02.07.2024 19:07:36 - dpa-AFX: Meloni mahnt Partei nach Rassismus-Enthüllungen

ROM (dpa-AFX) - Italiens rechte Ministerpräsidentin Giorgia Meloni ruft die
eigene Partei nach Enthüllungen über rassistische und antisemitische Äußerungen
in der Jugendorganisation zur Ordnung. Die Vorsitzende der größten
Regierungspartei Fratelli d'Italia (Brüder Italiens) schrieb in einem
veröffentlichten Brief: "Bei den Fratelli d'Italia ist kein Platz für
rassistische oder antisemitische Positionen." Wer dies anders sehe, müsse gehen.
Meloni steht seit bald zwei Jahren in Rom an der Spitze einer Koalition aus drei
rechten Parteien.

Die Regierungschefin reagierte damit auf die Ergebnisse einer verdeckten
Recherche in der Jugendorganisation ihrer Partei, Gioventù Nazionale (Nationale
Jugend). Dabei hatten Journalisten des Nachrichtenportals Fanpage offen
faschistische, rassistische und antisemitische Äußerungen aufgedeckt, bis hin zu
Rufen wie "Sieg Heil". In Video-Aufnahmen ist zu sehen, wie vom Nachwuchs der
faschistische Gruß gezeigt wird. Auch eine jüdische Senatorin der Fratelli,
Ester Mieli, wurde verächtlich gemacht.

Die erst 2012 gegründete Partei hat ihre Wurzeln in Italiens
postfaschistischer Bewegung. Meloni war früher selbst in der Jugendorganisation
der Vorgängerpartei MSI, die von Anhängern des Diktators Benito Mussolini
(1883-1945) gegründet wurde.

In dem Brief schreibt sie nun: "Unsere Aufgabe ist zu groß, als dass
diejenigen, die ihre Tragweite nicht verstanden haben, sie ruinieren dürften.
Ich habe keine Zeit - und wir auch nicht - mit denen zu vergeuden, die nicht
verstehen, was die Fratelli d'Italia und was die großen Herausforderungen
unserer Zeit sind."

Meloni steht seit Oktober 2022 als erste Frau an der Spitze einer
italienischen Regierung. Bei der Europawahl im vergangenen Monat konnte sie das
Ergebnis der Parlamentswahl auf annähernd 29 Prozent sogar verbessern. In der EU
und der Nato zeigte sie sich bislang zuverlässig.

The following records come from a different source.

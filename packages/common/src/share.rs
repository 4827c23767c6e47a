use std::fmt;

use chrono::{DateTime, Utc};
use rand::RngCore;
use serde::{Deserialize, Serialize};

use crate::category::Category;
use crate::storage::StorageName;

/// Number of random bytes in a share token.
const SHARE_ID_BYTES: usize = 16;

/// Opaque unguessable token identifying one immutable [`ShareRecord`].
///
/// 128 bits from the OS-seeded RNG, hex-encoded. The token is the only
/// access-control mechanism for a share, so it is never allocated
/// sequentially.
#[derive(Clone, Copy, PartialEq, Eq, Hash)]
pub struct ShareId([u8; SHARE_ID_BYTES]);

impl ShareId {
    /// Generate a fresh random token.
    pub fn generate() -> Self {
        let mut bytes = [0u8; SHARE_ID_BYTES];
        rand::rng().fill_bytes(&mut bytes);
        Self(bytes)
    }

    /// Parse a hex-encoded share token.
    pub fn from_hex(s: &str) -> Result<Self, ShareIdError> {
        if s.len() != SHARE_ID_BYTES * 2 {
            return Err(ShareIdError::Length(s.len()));
        }

        let bytes = hex::decode(s).map_err(|_| ShareIdError::NotHex)?;
        let arr: [u8; SHARE_ID_BYTES] = bytes
            .try_into()
            .map_err(|_| ShareIdError::Length(s.len()))?;

        Ok(Self(arr))
    }

    /// Return the token as a 32-character lowercase hex string.
    pub fn to_hex(&self) -> String {
        hex::encode(self.0)
    }
}

/// Rejection reasons for a malformed share token.
#[derive(Debug, thiserror::Error)]
pub enum ShareIdError {
    #[error("expected 32 hex characters, got {0}")]
    Length(usize),
    #[error("token is not valid hex")]
    NotHex,
}

impl fmt::Debug for ShareId {
    fn fmt(&self, f: &mut fmt::Formatter<'_>) -> fmt::Result {
        write!(f, "ShareId({})", self.to_hex())
    }
}

impl fmt::Display for ShareId {
    fn fmt(&self, f: &mut fmt::Formatter<'_>) -> fmt::Result {
        write!(f, "{}", self.to_hex())
    }
}

impl Serialize for ShareId {
    fn serialize<S: serde::Serializer>(&self, serializer: S) -> Result<S::Ok, S::Error> {
        serializer.serialize_str(&self.to_hex())
    }
}

impl<'de> Deserialize<'de> for ShareId {
    fn deserialize<D: serde::Deserializer<'de>>(deserializer: D) -> Result<Self, D::Error> {
        let s = String::deserialize(deserializer)?;
        Self::from_hex(&s).map_err(serde::de::Error::custom)
    }
}

/// One uploaded file inside a share record.
///
/// Immutable after creation; its lifetime is the lifetime of the enclosing
/// record.
#[derive(Debug, Clone, PartialEq, Eq, Serialize, Deserialize)]
pub struct FileEntry {
    /// Opaque handle resolvable to the stored bytes.
    pub storage_name: StorageName,
    /// User-supplied display name. Never trusted as a path.
    pub original_name: String,
    pub category: Option<Category>,
}

/// A minted share: an ordered, append-only set of uploaded files.
///
/// Created with at least one entry and never mutated afterwards. Order is
/// upload order and is significant for display.
#[derive(Debug, Clone, PartialEq, Serialize, Deserialize)]
pub struct ShareRecord {
    pub id: ShareId,
    pub files: Vec<FileEntry>,
    pub created_at: DateTime<Utc>,
}

impl ShareRecord {
    /// Construct a record. Returns `None` for an empty file list.
    pub fn new(id: ShareId, files: Vec<FileEntry>) -> Option<Self> {
        if files.is_empty() {
            return None;
        }
        Some(Self {
            id,
            files,
            created_at: Utc::now(),
        })
    }
}
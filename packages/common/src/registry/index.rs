use std::collections::BTreeMap;
use std::path::PathBuf;

use async_trait::async_trait;
use tokio::fs;
use tokio::sync::Mutex;

use crate::share::{ShareId, ShareRecord};

use super::error::RegistryError;
use super::traits::ShareRegistry;

/// Single-shared-index registry.
///
/// All records live in one `index.json`. The read-modify-write cycle on the
/// shared document is the classic lost-update hazard, so writers are
/// serialized behind a mutex; readers go through the same lock to see a
/// consistent document.
pub struct IndexShareRegistry {
    path: PathBuf,
    lock: Mutex<()>,
}

impl IndexShareRegistry {
    pub async fn new(path: PathBuf) -> Result<Self, RegistryError> {
        if let Some(parent) = path.parent() {
            fs::create_dir_all(parent).await?;
        }
        Ok(Self {
            path,
            lock: Mutex::new(()),
        })
    }

    async fn load_index(&self) -> Result<BTreeMap<String, ShareRecord>, RegistryError> {
        match fs::read(&self.path).await {
            Ok(bytes) => Ok(serde_json::from_slice(&bytes)?),
            Err(e) if e.kind() == std::io::ErrorKind::NotFound => Ok(BTreeMap::new()),
            Err(e) => Err(e.into()),
        }
    }

    async fn store_index(
        &self,
        index: &BTreeMap<String, ShareRecord>,
    ) -> Result<(), RegistryError> {
        let json = serde_json::to_vec_pretty(index)?;

        // Temp-write in the same directory, then rename over the index.
        let temp = self.path.with_extension("json.tmp");
        if let Err(e) = fs::write(&temp, &json).await {
            let _ = fs::remove_file(&temp).await;
            return Err(e.into());
        }
        if let Err(e) = fs::rename(&temp, &self.path).await {
            let _ = fs::remove_file(&temp).await;
            return Err(e.into());
        }

        Ok(())
    }
}

#[async_trait]
impl ShareRegistry for IndexShareRegistry {
    async fn create(&self, record: &ShareRecord) -> Result<(), RegistryError> {
        if record.files.is_empty() {
            return Err(RegistryError::EmptyRecord);
        }

        let _guard = self.lock.lock().await;

        let mut index = self.load_index().await?;
        let key = record.id.to_hex();
        if index.contains_key(&key) {
            return Err(RegistryError::AlreadyExists(key));
        }
        index.insert(key, record.clone());

        self.store_index(&index).await
    }

    async fn get(&self, id: &ShareId) -> Result<Option<ShareRecord>, RegistryError> {
        let _guard = self.lock.lock().await;
        let index = self.load_index().await?;
        Ok(index.get(&id.to_hex()).cloned())
    }
}
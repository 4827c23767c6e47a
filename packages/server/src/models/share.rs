use common::Category;
use serde::{Deserialize, Serialize};

/// Response for a successful share upload.
#[derive(Serialize, utoipa::ToSchema)]
#[serde(rename_all = "camelCase")]
pub struct UploadResponse {
    /// Opaque token identifying the minted share.
    #[schema(example = "3b9f2c61a0d84e7fb15c9a4d2e6f8a01")]
    pub share_id: String,
}

/// One element of the optional `meta` upload field, aligned to the uploaded
/// files by original filename.
#[derive(Debug, Deserialize, utoipa::ToSchema)]
#[serde(rename_all = "camelCase")]
pub struct FileMetaInput {
    /// Client filename of the part this metadata applies to.
    pub original_name: String,
    pub category: Option<Category>,
}

/// One resolved file of a share.
#[derive(Serialize, utoipa::ToSchema)]
#[serde(rename_all = "camelCase")]
pub struct ResolvedFile {
    /// Publicly fetchable URL for the stored mesh.
    #[schema(example = "http://localhost:3001/uploads/1754500000000-a1b2c3-upper.stl")]
    pub url: String,
    /// Display name the file was uploaded under.
    #[schema(example = "upper.stl")]
    pub original_name: String,
    #[serde(skip_serializing_if = "Option::is_none")]
    pub category: Option<Category>,
}

/// Response for a resolved share, in upload order.
#[derive(Serialize, utoipa::ToSchema)]
pub struct ResolveResponse {
    pub files: Vec<ResolvedFile>,
}
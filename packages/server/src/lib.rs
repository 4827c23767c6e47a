pub mod config;
pub mod error;
pub mod handlers;
pub mod models;
pub mod routes;
pub mod state;

use std::time::Duration;

use axum::http::{HeaderValue, Method};
use tower_http::cors::{AllowOrigin, Any, CorsLayer};
use tower_http::services::ServeDir;
use utoipa::OpenApi;
use utoipa_axum::router::OpenApiRouter;
use utoipa_scalar::{Scalar, Servable as ScalarServable};
use utoipa_swagger_ui::SwaggerUi;

use crate::config::CorsConfig;
use crate::state::AppState;

#[derive(OpenApi)]
#[openapi(
    info(
        title = "Mesh Share API",
        version = "1.0.0",
        description = "Upload 3D mesh files and mint read-only share links"
    ),
    tags(
        (name = "Share", description = "Share link creation and resolution"),
    ),
)]
struct ApiDoc;

/// Build the application router.
pub fn build_router(state: AppState) -> axum::Router {
    let uploads_dir = state.config.storage.root_path.clone();
    let cors = cors_layer(&state.config.server.cors);

    let (router, api) = OpenApiRouter::with_openapi(ApiDoc::openapi())
        .nest("/api", routes::api_routes())
        .split_for_parts();

    router
        .nest_service("/uploads", ServeDir::new(uploads_dir))
        .layer(cors)
        .with_state(state)
        .merge(SwaggerUi::new("/swagger-ui").url("/api-docs/openapi.json", api.clone()))
        .merge(Scalar::with_url("/scalar", api))
}

fn cors_layer(config: &CorsConfig) -> CorsLayer {
    let layer = CorsLayer::new()
        .allow_methods([Method::GET, Method::POST])
        .allow_headers(Any)
        .max_age(Duration::from_secs(config.max_age));

    if config.allow_origins.is_empty() {
        layer.allow_origin(Any)
    } else {
        let origins: Vec<HeaderValue> = config
            .allow_origins
            .iter()
            .filter_map(|origin| origin.parse().ok())
            .collect();
        layer.allow_origin(AllowOrigin::list(origins))
    }
}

Trotzdem gibt es weiterhin Skepsis, wie weit ihre Distanzierung vom
Faschismus tatsächlich reicht. Vergangene Woche hatte sie sich in einer ersten
Reaktion über die Methoden der Investigativ-Reporter beschwert.

In dem Brief mahnte sie die eigene Partei auch, sich nicht zum "Werkzeug in
den Händen des Gegners" machen zu lassen. Wer das nicht verstehe, könne "nicht
Teil der Fratelli d'Italia sein". Wörtlich fügte sie hinzu: "Raus mit denen, die
uns umkehren lassen wollen." In der Partei sei kein Platz "für Nostalgiker des
Totalitarismus des 20. Jahrhunderts oder für jegliche Manifestation dummer
Folklore". Den Begriff Antifaschismus verwendet Meloni in dem Schreiben nicht.